Where is the GUI installation.
and Boot from Hard Disk … boots my WinXp.
I have:
Celeron 1.7GHz
512MB of ram
Geforce FX 5500 card
MSI-645(MS-6737) mobo
40GB hdd (IDE) … (a free 3GB partition waiting to have openSuSE on it)
I am little confused from this post, but when you want install liveCD you must boot it and on desktop is icon Live Install which start installation. So please specify what step fail.
@ramaswamyps: Thanks, i logged in as root then typed “yast” managed to get to the installer but i got another error.
@plasmonics: Actually when i typed “startx” as root the Desktop loaded out (Yay :)) Thanks alot.
But now i got another issue (please bare withe me :|)
where you configure which partition is main and which is swap.
i already partitioned a 3GB for main and a 700MB for swap
the 3GB is (sda3) and the 700MB is (sda4)
so i choose to “Create Partition Setup …” in the installation and
“Edit” the sda3 to be formated as Ext3 and Mount Point as “/” and
“Edit” the sda4 to be formated as Swap and Mount Point as “swap”
Then when finishing the installation i get an error:
"Failure occurred during following action:
setting type of partition /dev/sda4 to 82
How did you create those two partitions? I would try booting Gparted CD and delete those two partitions. Then recreate them using Gparted. This program also has error checking mechanisms.
Also, I would suggest using “Custom Partitioning” in the SUSE installer and not use their automatic mode.
You can always install SUSE without swap and once it is up and running you can easily add swap. For a desktop with a lot of RAM you don’t really need swap. But for a laptop you need swap for suspend/hibernate.
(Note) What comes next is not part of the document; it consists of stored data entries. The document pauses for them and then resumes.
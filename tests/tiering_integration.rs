//! Tier rebalancing against a real libSQL database

mod common;

use chrono::Duration;
use common::{create_test_storage, seed_memories, FaultyStore};
use std::sync::Arc;
use tagmaker_core::{
    evolution::{tiering, BackgroundScheduler, EvolutionConfig, TieringConfig},
    JobMetrics, TagMetricsRecord, TagStore, Tier, TieringRebalancer,
};

#[tokio::test]
async fn test_hot_tag_is_promoted_with_fan_out() {
    let (storage, _dir) = create_test_storage().await;
    // 10 uses today: 10 / ln 2 ≈ 14.4
    let memories = seed_memories(&storage, "rust", 10, Duration::zero()).await;

    let metrics = JobMetrics::new();
    let rebalancer = TieringRebalancer::new(storage.clone(), &EvolutionConfig::default(), metrics.clone());
    let report = rebalancer.rebalance_all().await.unwrap();

    assert_eq!(report.processed, 1);
    assert_eq!(report.rebalanced, 1);
    assert_eq!(report.errors, 0);
    assert_eq!(metrics.tags_rebalanced().await, 1);

    assert_eq!(storage.tag_tier("rust").await.unwrap(), Some(Tier::Hot.as_i64()));
    for memory in &memories {
        assert_eq!(storage.memory_tier(&memory.id).await.unwrap(), Some((1, 1)));
    }
}

#[tokio::test]
async fn test_warm_tag_is_left_alone() {
    let (storage, _dir) = create_test_storage().await;
    // 2 uses today: 2 / ln 2 ≈ 2.885
    let memories = seed_memories(&storage, "go", 2, Duration::zero()).await;

    let rebalancer = TieringRebalancer::new(storage.clone(), &EvolutionConfig::default(), JobMetrics::new());
    let report = rebalancer.rebalance_all().await.unwrap();

    assert_eq!(report.processed, 1);
    assert_eq!(report.rebalanced, 0);
    assert_eq!(storage.tag_tier("go").await.unwrap(), None);
    assert_eq!(storage.memory_tier(&memories[0].id).await.unwrap(), Some((2, 0)));
}

#[tokio::test]
async fn test_old_tag_goes_cold() {
    let (storage, _dir) = create_test_storage().await;
    let memories = seed_memories(&storage, "cobol", 1, Duration::days(400)).await;

    let rebalancer = TieringRebalancer::new(storage.clone(), &EvolutionConfig::default(), JobMetrics::new());
    let report = rebalancer.rebalance_all().await.unwrap();

    assert_eq!(report.rebalanced, 1);
    assert_eq!(storage.tag_tier("cobol").await.unwrap(), Some(3));
    assert_eq!(storage.memory_tier(&memories[0].id).await.unwrap(), Some((3, 1)));
}

#[tokio::test]
async fn test_recent_promotion_boosts_into_hot() {
    let (storage, _dir) = create_test_storage().await;
    // 3 uses today: 3 / ln 2 ≈ 4.33 (warm), boosted ≈ 6.49 (hot)
    let memories = seed_memories(&storage, "sql", 3, Duration::zero()).await;
    storage
        .mark_promoted(&memories[0].id, chrono::Utc::now())
        .await
        .unwrap();

    let rebalancer = TieringRebalancer::new(storage.clone(), &EvolutionConfig::default(), JobMetrics::new());
    rebalancer.rebalance_all().await.unwrap();

    assert_eq!(storage.tag_tier("sql").await.unwrap(), Some(1));
}

#[tokio::test]
async fn test_paginates_every_tag_and_is_idempotent() {
    let (storage, _dir) = create_test_storage().await;
    for tag in ["a", "b", "c", "d", "e"] {
        seed_memories(&storage, tag, 1, Duration::days(400)).await;
    }

    let config = EvolutionConfig {
        tiering: TieringConfig { page_size: 2 },
        ..EvolutionConfig::default()
    };
    let rebalancer = TieringRebalancer::new(storage.clone(), &config, JobMetrics::new());

    let first = rebalancer.rebalance_all().await.unwrap();
    assert_eq!(first.processed, 5);
    assert_eq!(first.rebalanced, 5);

    let second = rebalancer.rebalance_all().await.unwrap();
    assert_eq!(second.processed, 5);
    assert_eq!(second.rebalanced, 0);
}

#[tokio::test]
async fn test_malformed_record_is_skipped() {
    let (storage, _dir) = create_test_storage().await;
    seed_memories(&storage, "rust", 10, Duration::zero()).await;

    let broken = TagMetricsRecord {
        tag: "broken".to_string(),
        use_count: Some(4),
        created_at: Some("not a date".to_string()),
        last_used_at: None,
        last_promoted_at: None,
        tier: Some(2),
    };
    let store: Arc<dyn TagStore> = Arc::new(FaultyStore::new(storage.clone()).inject_record(broken));

    let rebalancer = TieringRebalancer::new(store, &EvolutionConfig::default(), JobMetrics::new());
    let report = rebalancer.rebalance_all().await.unwrap();

    assert_eq!(report.processed, 2);
    assert_eq!(report.skipped, 1);
    assert_eq!(report.rebalanced, 1);
    assert_eq!(storage.tag_tier("rust").await.unwrap(), Some(1));
}

#[tokio::test]
async fn test_stale_tier_write_is_rejected() {
    let (storage, _dir) = create_test_storage().await;
    let memories = seed_memories(&storage, "rust", 10, Duration::zero()).await;

    // Another sweep lands a Cold write between our read and our write
    let store: Arc<dyn TagStore> =
        Arc::new(FaultyStore::new(storage.clone()).interleave_tier("rust", Tier::Cold));

    let rebalancer = TieringRebalancer::new(store, &EvolutionConfig::default(), JobMetrics::new());
    let report = rebalancer.rebalance_all().await.unwrap();

    assert_eq!(report.conflicts, 1);
    assert_eq!(report.rebalanced, 0);
    assert_eq!(storage.tag_tier("rust").await.unwrap(), Some(3));
    assert_eq!(storage.memory_tier(&memories[0].id).await.unwrap(), Some((3, 1)));
}

#[tokio::test]
async fn test_failed_tier_write_does_not_stop_the_sweep() {
    let (storage, _dir) = create_test_storage().await;
    seed_memories(&storage, "a", 1, Duration::days(400)).await;
    let memories = seed_memories(&storage, "b", 1, Duration::days(400)).await;

    let store: Arc<dyn TagStore> = Arc::new(FaultyStore::new(storage.clone()).failing_tier("a"));
    let rebalancer = TieringRebalancer::new(store, &EvolutionConfig::default(), JobMetrics::new());
    let report = rebalancer.rebalance_all().await.unwrap();

    assert_eq!(report.processed, 2);
    assert_eq!(report.errors, 1);
    assert_eq!(report.rebalanced, 1);
    assert_eq!(storage.tag_tier("a").await.unwrap(), None);
    assert_eq!(storage.tag_tier("b").await.unwrap(), Some(3));
    assert_eq!(storage.memory_tier(&memories[0].id).await.unwrap(), Some((3, 1)));
}

#[tokio::test]
async fn test_stalled_tier_write_times_out() {
    let (storage, _dir) = create_test_storage().await;
    seed_memories(&storage, "a", 1, Duration::days(400)).await;

    let config = EvolutionConfig {
        storage_timeout: std::time::Duration::from_millis(50),
        ..EvolutionConfig::default()
    };
    let store: Arc<dyn TagStore> = Arc::new(
        FaultyStore::new(storage.clone()).slow_tier(std::time::Duration::from_millis(500)),
    );
    let rebalancer = TieringRebalancer::new(store, &config, JobMetrics::new());
    let report = rebalancer.rebalance_all().await.unwrap();

    assert_eq!(report.processed, 1);
    assert_eq!(report.errors, 1);
    assert_eq!(report.rebalanced, 0);
}

#[tokio::test]
async fn test_unreachable_store_fails_the_sweep() {
    let (storage, _dir) = create_test_storage().await;

    let store: Arc<dyn TagStore> = Arc::new(FaultyStore::new(storage).unreachable());
    let rebalancer = TieringRebalancer::new(store, &EvolutionConfig::default(), JobMetrics::new());

    assert!(rebalancer.rebalance_all().await.is_err());
}

#[tokio::test]
async fn test_scheduler_trigger_runs_rebalance() {
    let (storage, _dir) = create_test_storage().await;
    seed_memories(&storage, "rust", 10, Duration::zero()).await;

    let config = EvolutionConfig::default();
    let mut scheduler = BackgroundScheduler::new(config.clone());
    scheduler.register_job(Arc::new(TieringRebalancer::new(
        storage.clone(),
        &config,
        JobMetrics::new(),
    )));

    let report = scheduler.trigger(tiering::JOB_NAME).await.unwrap();
    assert_eq!(report.items_processed, 1);
    assert_eq!(report.changes_made, 1);

    let history = scheduler.get_job_history(Some(tiering::JOB_NAME), 5).await;
    assert_eq!(history.len(), 1);
}
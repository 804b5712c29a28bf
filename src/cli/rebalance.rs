//! Tier rebalance command

use super::helpers::{load_config, open_storage};
use std::path::Path;
use tagmaker_core::{JobMetrics, TieringRebalancer};

/// Handle `rebalance`
pub async fn handle(db_path: Option<String>, config_path: Option<&Path>) -> anyhow::Result<()> {
    let config = load_config(config_path)?;
    let storage = open_storage(db_path).await?;
    let rebalancer = TieringRebalancer::new(storage, &config, JobMetrics::new());

    eprintln!("Rebalancing tag tiers...");
    let report = rebalancer.rebalance_all().await?;

    println!("{}", serde_json::to_string_pretty(&report)?);
    Ok(())
}
async fn count(conn: &Connection, sql: &str, params: impl libsql::params::IntoParams) -> Result<usize> {
    let mut rows = conn.query(sql, params).await?;
    match rows.next().await? {
        Some(row) => Ok(row.get::<i64>(0)?.max(0) as usize),
        None => Ok(0),
    }
}

fn describe_mode(mode: &ConnectionMode) -> String {
    match mode {
        ConnectionMode::Local(path) => format!("local:{}", path),
        ConnectionMode::Remote { url, .. } => format!("remote:{}", url),
    }
}

#[async_trait]
impl TagStore for LibsqlStorage {
    async fn ping(&self) -> Result<()> {
        let conn = self.get_conn().await?;
        conn.query("SELECT 1", ()).await?;
        Ok(())
    }

    async fn list_active_orgs(&self, since_ts: i64) -> Result<Vec<String>> {
        let conn = self.get_conn().await?;
        let mut rows = conn
            .query(
                "SELECT org_id FROM active_orgs WHERE last_event_ts >= ? ORDER BY org_id",
                params![since_ts],
            )
            .await?;

        let mut orgs = Vec::new();
        while let Some(row) = rows.next().await? {
            orgs.push(row.get::<String>(0)?);
        }

        debug!("Found {} active orgs since {}", orgs.len(), since_ts);
        Ok(orgs)
    }

    async fn events_since(&self, org_id: &str, since_ts: i64) -> Result<Vec<PackEvent>> {
        let conn = self.get_conn().await?;
        let mut rows = conn
            .query(
                r#"
                SELECT org_id, project_id, pack_id, accepted, tags, item_ids, ts
                FROM pack_events
                WHERE org_id = ? AND ts >= ?
                ORDER BY ts ASC, id ASC
                "#,
                params![org_id, since_ts],
            )
            .await?;

        let mut events = Vec::new();
        while let Some(row) = rows.next().await? {
            let pack_id: String = row.get(2)?;
            let tags_json: String = row.get(4)?;
            let items_json: String = row.get(5)?;

            let tags: Vec<String> = match serde_json::from_str(&tags_json) {
                Ok(tags) => tags,
                Err(e) => {
                    warn!("Skipping pack event {} with malformed tags: {}", pack_id, e);
                    continue;
                }
            };

            events.push(PackEvent {
                org_id: row.get(0)?,
                project_id: row.get(1)?,
                pack_id,
                accepted: row.get::<i64>(3)? != 0,
                tags,
                item_ids: serde_json::from_str(&items_json).unwrap_or_default(),
                ts: row.get(6)?,
            });
        }

        Ok(events)
    }

    async fn load_tag_edges(&self, org_id: &str, tag: &str) -> Result<Option<StoredTagEdges>> {
        let conn = self.get_conn().await?;
        let mut rows = conn
            .query(
                "SELECT edges, version FROM tag_edges WHERE org_id = ? AND tag = ?",
                params![org_id, tag],
            )
            .await?;

        let Some(row) = rows.next().await? else {
            return Ok(None);
        };

        let edges_json: String = row.get(0)?;
        let edges: Vec<TagEdge> = serde_json::from_str(&edges_json)?;

        Ok(Some(StoredTagEdges {
            doc: TagEdges {
                org_id: org_id.to_string(),
                tag: tag.to_string(),
                edges,
            },
            version: row.get(1)?,
        }))
    }

    async fn replace_tag_edges(
        &self,
        doc: &TagEdges,
        expected_version: Option<i64>,
    ) -> Result<WriteOutcome> {
        let conn = self.get_conn().await?;
        let edges_json = serde_json::to_string(&doc.edges)?;
        let now = Utc::now().timestamp();

        let written = match expected_version {
            None => {
                conn.execute(
                    r#"
                    INSERT INTO tag_edges (org_id, tag, edges, version, updated_at)
                    VALUES (?, ?, ?, 1, ?)
                    ON CONFLICT(org_id, tag) DO NOTHING
                    "#,
                    params![doc.org_id.as_str(), doc.tag.as_str(), edges_json, now],
                )
                .await?
            }
            Some(version) => {
                conn.execute(
                    r#"
                    UPDATE tag_edges
                    SET edges = ?, version = version + 1, updated_at = ?
                    WHERE org_id = ? AND tag = ? AND version = ?
                    "#,
                    params![edges_json, now, doc.org_id.as_str(), doc.tag.as_str(), version],
                )
                .await?
            }
        };

        if written == 0 {
            debug!(
                "Edge document {}/{} changed underneath us (expected version {:?})",
                doc.org_id, doc.tag, expected_version
            );
            return Ok(WriteOutcome::Conflict);
        }

        Ok(WriteOutcome::Applied)
    }

    async fn list_tag_metrics(
        &self,
        page: usize,
        page_size: usize,
    ) -> Result<Vec<TagMetricsRecord>> {
        let conn = self.get_conn().await?;
        let mut rows = conn
            .query(
                r#"
                SELECT mt.tag,
                       COUNT(*) AS use_count,
                       MIN(m.created_at) AS created_at,
                       MAX(m.created_at) AS last_used_at,
                       MAX(m.promoted_at) AS last_promoted_at,
                       MAX(tt.tier) AS tier
                FROM memory_tags mt
                JOIN memories m ON m.id = mt.memory_id
                LEFT JOIN tag_tiers tt ON tt.tag = mt.tag
                GROUP BY mt.tag
                ORDER BY mt.tag
                LIMIT ? OFFSET ?
                "#,
                params![page_size as i64, (page * page_size) as i64],
            )
            .await?;

        let mut records = Vec::new();
        while let Some(row) = rows.next().await? {
            records.push(TagMetricsRecord {
                tag: row.get(0)?,
                use_count: row.get(1)?,
                created_at: row.get(2)?,
                last_used_at: row.get(3)?,
                last_promoted_at: row.get(4)?,
                tier: row.get(5)?,
            });
        }

        debug!(
            "Fetched {} tag metric records (page={}, page_size={})",
            records.len(),
            page,
            page_size
        );
        Ok(records)
    }

    async fn update_tag_tier(
        &self,
        tag: &str,
        new_tier: Tier,
        observed_tier: Option<i64>,
    ) -> Result<WriteOutcome> {
        let conn = self.get_conn().await?;
        let tx = conn.transaction().await?;
        let now = Utc::now().to_rfc3339();

        let claimed = match observed_tier {
            Some(observed) => {
                tx.execute(
                    "UPDATE tag_tiers SET tier = ?, updated_at = ? WHERE tag = ? AND tier = ?",
                    params![new_tier.as_i64(), now.as_str(), tag, observed],
                )
                .await?
            }
            None => {
                tx.execute(
                    r#"
                    INSERT INTO tag_tiers (tag, tier, updated_at) VALUES (?, ?, ?)
                    ON CONFLICT(tag) DO NOTHING
                    "#,
                    params![tag, new_tier.as_i64(), now.as_str()],
                )
                .await?
            }
        };

        if claimed == 0 {
            tx.rollback().await?;
            return Ok(WriteOutcome::Conflict);
        }

        let fanned_out = tx
            .execute(
                r#"
                UPDATE memories
                SET tier = ?, tier_updated_at = ?, rebalance_count = rebalance_count + 1
                WHERE id IN (SELECT memory_id FROM memory_tags WHERE tag = ?)
                "#,
                params![new_tier.as_i64(), now.as_str(), tag],
            )
            .await?;

        tx.commit().await?;

        debug!(
            "Updated tier for tag '{}' to {}: {} documents modified",
            tag, new_tier, fanned_out
        );
        Ok(WriteOutcome::Applied)
    }
}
Are you sure this is the underlying cause? I have openSUSE, Fedora, Debian, openSUSE-64 bit, and Slackware all on logical. My swap happens to be on primary. But on my other machine swap is on logical also. Linux/Grub doesn’t care where it is installed. It might have more to do with the Vista partition tool incorrectly forming type 83 and 82 partitions.
in yast2 live-installer select custom partition
when your partitions show up select the partition for swap and edit it. select format and mount it as swap finish
then select another partition edit format ext3 mount as /
then look at what it is going to do marked red.
if you are happy start install.
edit the partitions untill you get what selections you want. only commit install when you are sure.
best luck:)
Keep in mind that when you shrink a partition in windows, you can leave the free space as “unallocated”. You don’t have to try to make 83 and 82 type partitions from the windows software. There are problems with this approach. The SUSE installer can do all of that and more. It can also shrink your windows partition.